ELEC-E7130 - Internet Traffic Measurements and Analysis, 09.09.2020-30.11.2020
Kurssiasetusten perusteella kurssi on päättynyt 30.11.2020 Etsi kursseja: ELEC-E7130
Assignment 4: Analyzing data using R or python
Introduction
This exercise will cover the main topics related to importing, analyzing and visualizing data using R (or python). After completion of this exercise the students must have good understanding of available techniques and hands on experience in analyzing and visualizing the data.
With analysis it is important to know what numbers describe characteristics best and how to produce graphs that represent information in easy to understand way.
This assignment contains six tasks:
- Task 1: Understanding different plots
- Task 2: Plot data
- Task 3: Link loads
- Task 4: Pairs plot
- Task 5: Practising with dataframes
- Task 6: Understanding time series concepts
All these exercises can be done by R or any other available software (such as python, Matlab) as far as the result are consistent and correct.
All the data files required in this exercise are found from /work/courses/unix/T/ELEC/E7130/general/r-data
directory. Path is also as RDATA
environment variable if you have sourced the use.sh
file.
Prerequisites
This exercise requires students have basic understanding of R and how to leverage R for performing different tasks including importing data, visualizing data, and inferring results from the data.

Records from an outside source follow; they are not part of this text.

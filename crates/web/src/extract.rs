//! Typed request extraction.
//!
//! A handler parameter type that implements [`FromRequest`] is produced
//! from the request before the handler runs: raw bytes, UTF-8 text, a
//! deserialized query string, or a parsed form. Extractors take owned
//! values; the request body can back at most one of them.

use async_trait::async_trait;
use bytes::Bytes;
use http::Method;
use http_body_util::BodyExt;
use origin_http::protocol::ParseError;
use serde::Deserialize;

use crate::body::OptionReqBody;
use crate::request::RequestContext;

/// Builds `Self` from the request context and body.
#[async_trait]
pub trait FromRequest: Sized {
    async fn from_request(ctx: &RequestContext<'_, '_>, body: OptionReqBody) -> Result<Self, ParseError>;
}

/// Deserializes the query string, e.g. `Query<Params>` for
/// `?name=gu&age=3`.
pub struct Query<T>(pub T);

/// The parsed form body (URL-encoded or multipart).
pub struct Form(pub origin_http::form::Form);

#[async_trait]
impl FromRequest for Bytes {
    async fn from_request(_ctx: &RequestContext<'_, '_>, body: OptionReqBody) -> Result<Self, ParseError> {
        body.apply(|body| async { body.collect().await.map(|collected| collected.to_bytes()) }).await
    }
}

#[async_trait]
impl FromRequest for String {
    async fn from_request(ctx: &RequestContext<'_, '_>, body: OptionReqBody) -> Result<Self, ParseError> {
        let bytes = Bytes::from_request(ctx, body).await?;
        String::from_utf8(bytes.into()).map_err(|_| ParseError::invalid_body("request body is not utf-8"))
    }
}

#[async_trait]
impl FromRequest for Method {
    async fn from_request(ctx: &RequestContext<'_, '_>, _body: OptionReqBody) -> Result<Self, ParseError> {
        Ok(ctx.method().clone())
    }
}

#[async_trait]
impl<T> FromRequest for Query<T>
where
    T: for<'de> Deserialize<'de> + Send,
{
    async fn from_request(ctx: &RequestContext<'_, '_>, _body: OptionReqBody) -> Result<Self, ParseError> {
        let query = ctx.uri().query().unwrap_or("");
        serde_qs::from_str(query).map(Query).map_err(|e| ParseError::invalid_header(e.to_string()))
    }
}

#[async_trait]
impl FromRequest for Form {
    async fn from_request(ctx: &RequestContext<'_, '_>, body: OptionReqBody) -> Result<Self, ParseError> {
        let header = ctx.request_header();
        body.apply(|body| async move {
            origin_http::form::parse_form(header, body)
                .await
                .map(Form)
                .map_err(|e| ParseError::invalid_body(e.to_string()))
        })
        .await
    }
}

macro_rules! impl_from_request_for_tuple {
    ($($param:ident),*) => {
        #[async_trait]
        impl<$($param,)*> FromRequest for ($($param,)*)
        where
            $($param: FromRequest + Send,)*
        {
            #[allow(unused_variables)]
            async fn from_request(ctx: &RequestContext<'_, '_>, body: OptionReqBody) -> Result<Self, ParseError> {
                Ok(($($param::from_request(ctx, body.clone()).await?,)*))
            }
        }
    };
}

// one instantiation per arity FnTrait supports
impl_from_request_for_tuple!();
impl_from_request_for_tuple!(A);
impl_from_request_for_tuple!(A, B);
impl_from_request_for_tuple!(A, B, C);
impl_from_request_for_tuple!(A, B, C, D);
impl_from_request_for_tuple!(A, B, C, D, E);
impl_from_request_for_tuple!(A, B, C, D, E, F);
impl_from_request_for_tuple!(A, B, C, D, E, F, G);
impl_from_request_for_tuple!(A, B, C, D, E, F, G, H);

More information about R can be found from material section of course and of course around the Internet, for example:
- R Help
- R for programmers
- Python matplotlib and e.g. mathplotpib for data sceince
Task 1: Understanding different plots
Explain briefly the following plots. For example, what do their y-axis/x-axis represent, how to interpret the plot, and/or the purpose of the plot.
- Boxplot
- Parallel plot
- Lagplot
- Autocorrelation plot
Report, task 1:
- Discussion on different plots.
Task 2: Plot data
In this task, you will plot various kinds of plots in linear scale and logarithmic scale, and then analyze them.
File flows.txt
contains values of flow lengths in bytes captured from a network. Download the file and study the flow length variable using your favorite software. Provide concise answers to the following sections.
Plot the flow data using:
- Scatterplot (Number of observation will reside on X axis)
- Histogram (Using suitable number of bins)
- Boxplot
- Empirical CDF of the variable
Note: You need to provide the plots and also commands used to plot the data in your report.

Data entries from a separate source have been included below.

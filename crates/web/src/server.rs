//! The TCP server: accept loop plus engine handler dispatching through the
//! router.

use std::error::Error;
use std::future::Future;
use std::net::{SocketAddr, ToSocketAddrs};
use std::pin::Pin;
use std::sync::Arc;

use http::{Request, Response, StatusCode};
use origin_http::connection::HttpConnection;
use origin_http::handler::Handler;
use origin_http::protocol::body::ReqBody;
use origin_http::protocol::RequestHeader;
use thiserror::Error as ThisError;
use tokio::net::TcpListener;
use tracing::{error, info, warn, Level};
use tracing_subscriber::FmtSubscriber;

use crate::body::{OptionReqBody, ResponseBody};
use crate::handler::RequestHandler;
use crate::request::RequestContext;
use crate::router::Router;

pub struct ServerBuilder {
    address: Option<Vec<SocketAddr>>,
    router: Option<Router>,
    default_handler: Option<Box<dyn RequestHandler>>,
}

#[derive(ThisError, Debug)]
pub enum ServerBuildError {
    #[error("server address must be set")]
    MissingAddress,
    #[error("router must be set")]
    MissingRouter,
}

impl ServerBuilder {
    fn new() -> Self {
        Self { address: None, router: None, default_handler: None }
    }

    /// Sets the listen address.
    pub fn bind(mut self, address: impl ToSocketAddrs) -> Self {
        match address.to_socket_addrs() {
            Ok(addrs) => self.address = Some(addrs.collect()),
            Err(e) => error!("invalid server address: {}", e),
        }
        self
    }

    pub fn router(mut self, router: Router) -> Self {
        self.router = Some(router);
        self
    }

    /// Handler used when no route matches; without one the server answers
    /// with an empty `404`.
    pub fn default_handler(mut self, handler: impl RequestHandler + 'static) -> Self {
        self.default_handler = Some(Box::new(handler));
        self
    }

    pub fn build(self) -> Result<Server, ServerBuildError> {
        let address = self.address.ok_or(ServerBuildError::MissingAddress)?;
        let router = self.router.ok_or(ServerBuildError::MissingRouter)?;
        Ok(Server { address, router, default_handler: self.default_handler })
    }
}

/// An HTTP/1.1 origin server: binds, accepts, and runs one connection task
/// per socket.
pub struct Server {
    address: Vec<SocketAddr>,
    router: Router,
    default_handler: Option<Box<dyn RequestHandler>>,
}

impl Server {
    pub fn builder() -> ServerBuilder {
        ServerBuilder::new()
    }

    /// Runs the accept loop. Returns only when binding fails; individual
    /// connection errors are logged and do not stop the server.
    pub async fn start(self) {
        let subscriber = FmtSubscriber::builder().with_max_level(Level::INFO).finish();
        if tracing::subscriber::set_global_default(subscriber).is_err() {
            warn!("tracing subscriber already installed");
        }

        info!("listening on {:?}", self.address);
        let listener = match TcpListener::bind(self.address.as_slice()).await {
            Ok(listener) => listener,
            Err(e) => {
                error!(cause = %e, "failed to bind server address");
                return;
            }
        };

        let handler = Arc::new(self);
        loop {
            let (stream, remote_addr) = match listener.accept().await {
                Ok(accepted) => accepted,
                Err(e) => {
                    warn!(cause = %e, "failed to accept connection");
                    continue;
                }
            };

            let handler = handler.clone();
            tokio::spawn(async move {
                let (reader, writer) = stream.into_split();
                match HttpConnection::new(reader, writer).process(handler).await {
                    Ok(()) => info!(remote = %remote_addr, "connection finished"),
                    Err(e) => error!(remote = %remote_addr, "connection failed: {}", e),
                }
            });
        }
    }

    fn not_found() -> Response<ResponseBody> {
        let mut response = Response::new(ResponseBody::empty());
        *response.status_mut() = StatusCode::NOT_FOUND;
        response
    }
}

impl Handler for Server {
    type RespBody = ResponseBody;
    type Error = Box<dyn Error + Send + Sync>;
    type Fut<'fut>
        = Pin<Box<dyn Future<Output = Result<Response<Self::RespBody>, Self::Error>> + Send + 'fut>>
    where
        Self: 'fut;

    fn call(&self, req: Request<ReqBody>) -> Self::Fut<'_> {
        Box::pin(async move {
            let (parts, body) = req.into_parts();
            let header = RequestHeader::from(parts);
            let body = OptionReqBody::from(body);

            let route = self.router.at(header.uri().path());
            let mut ctx = RequestContext::new(&header, route.params());

            let matched = route.items().iter().find(|item| item.matches(ctx.method()));

            let response = match matched {
                Some(item) => item.handler().invoke(&mut ctx, body).await,
                None => match &self.default_handler {
                    Some(handler) => handler.invoke(&mut ctx, body).await,
                    None => Self::not_found(),
                },
            };

            Ok(response)
        })
    }
}

#[cfg(test)]
mod tests {
    use super::*;
    use crate::handler::handler_fn;
    use crate::router::{get, post};
    use http::Method;
    use http_body_util::BodyExt;

    async fn home() -> &'static str {
        "home"
    }

    async fn submit(body: String) -> String {
        format!("got:{body}")
    }

    fn server() -> Server {
        let router = Router::builder()
            .route("/", get(handler_fn(home)))
            .route("/submit", post(handler_fn(submit)))
            .build();
        Server::builder().bind("127.0.0.1:0").router(router).build().unwrap()
    }

    fn request(method: Method, uri: &str) -> Request<ReqBody> {
        Request::builder().method(method).uri(uri).body(ReqBody::empty()).unwrap()
    }

    #[tokio::test]
    async fn dispatches_on_path() {
        let server = server();

        let response = server.call(request(Method::GET, "/")).await.unwrap();
        assert_eq!(response.status(), StatusCode::OK);
        let body = response.into_body().collect().await.unwrap().to_bytes();
        assert_eq!(&body[..], b"home");
    }

    #[tokio::test]
    async fn unmatched_path_is_404() {
        let server = server();
        let response = server.call(request(Method::GET, "/missing")).await.unwrap();
        assert_eq!(response.status(), StatusCode::NOT_FOUND);
    }

    #[tokio::test]
    async fn method_filter_applies() {
        let server = server();
        // wrong method on a known path falls through to 404
        let response = server.call(request(Method::GET, "/submit")).await.unwrap();
        assert_eq!(response.status(), StatusCode::NOT_FOUND);
    }

    #[tokio::test]
    async fn missing_pieces_fail_the_build() {
        let result = Server::builder().bind("127.0.0.1:0").build();
        assert!(matches!(result, Err(ServerBuildError::MissingRouter)));

        let result = Server::builder().router(Router::builder().build()).build();
        assert!(matches!(result, Err(ServerBuildError::MissingAddress)));
    }
}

Describe (summarize) the distribution of the variable using:
- One number
- Two numbers
- Three numbers
Note: You need to provide the commands you used to get the results and also explain the reasons for your selections based on the information you gathered during the previous section.
Replot data using logarithmic values and explain why and when is it more suitable to use the logarithmic values?
Report, task 2
- Different plots of
flows.txt
- Summarize distribution using different number of variables
- Different plots of
flows.txt
using logharitmic values - Conclusions based on the flow information, what are the best methods to describe the data?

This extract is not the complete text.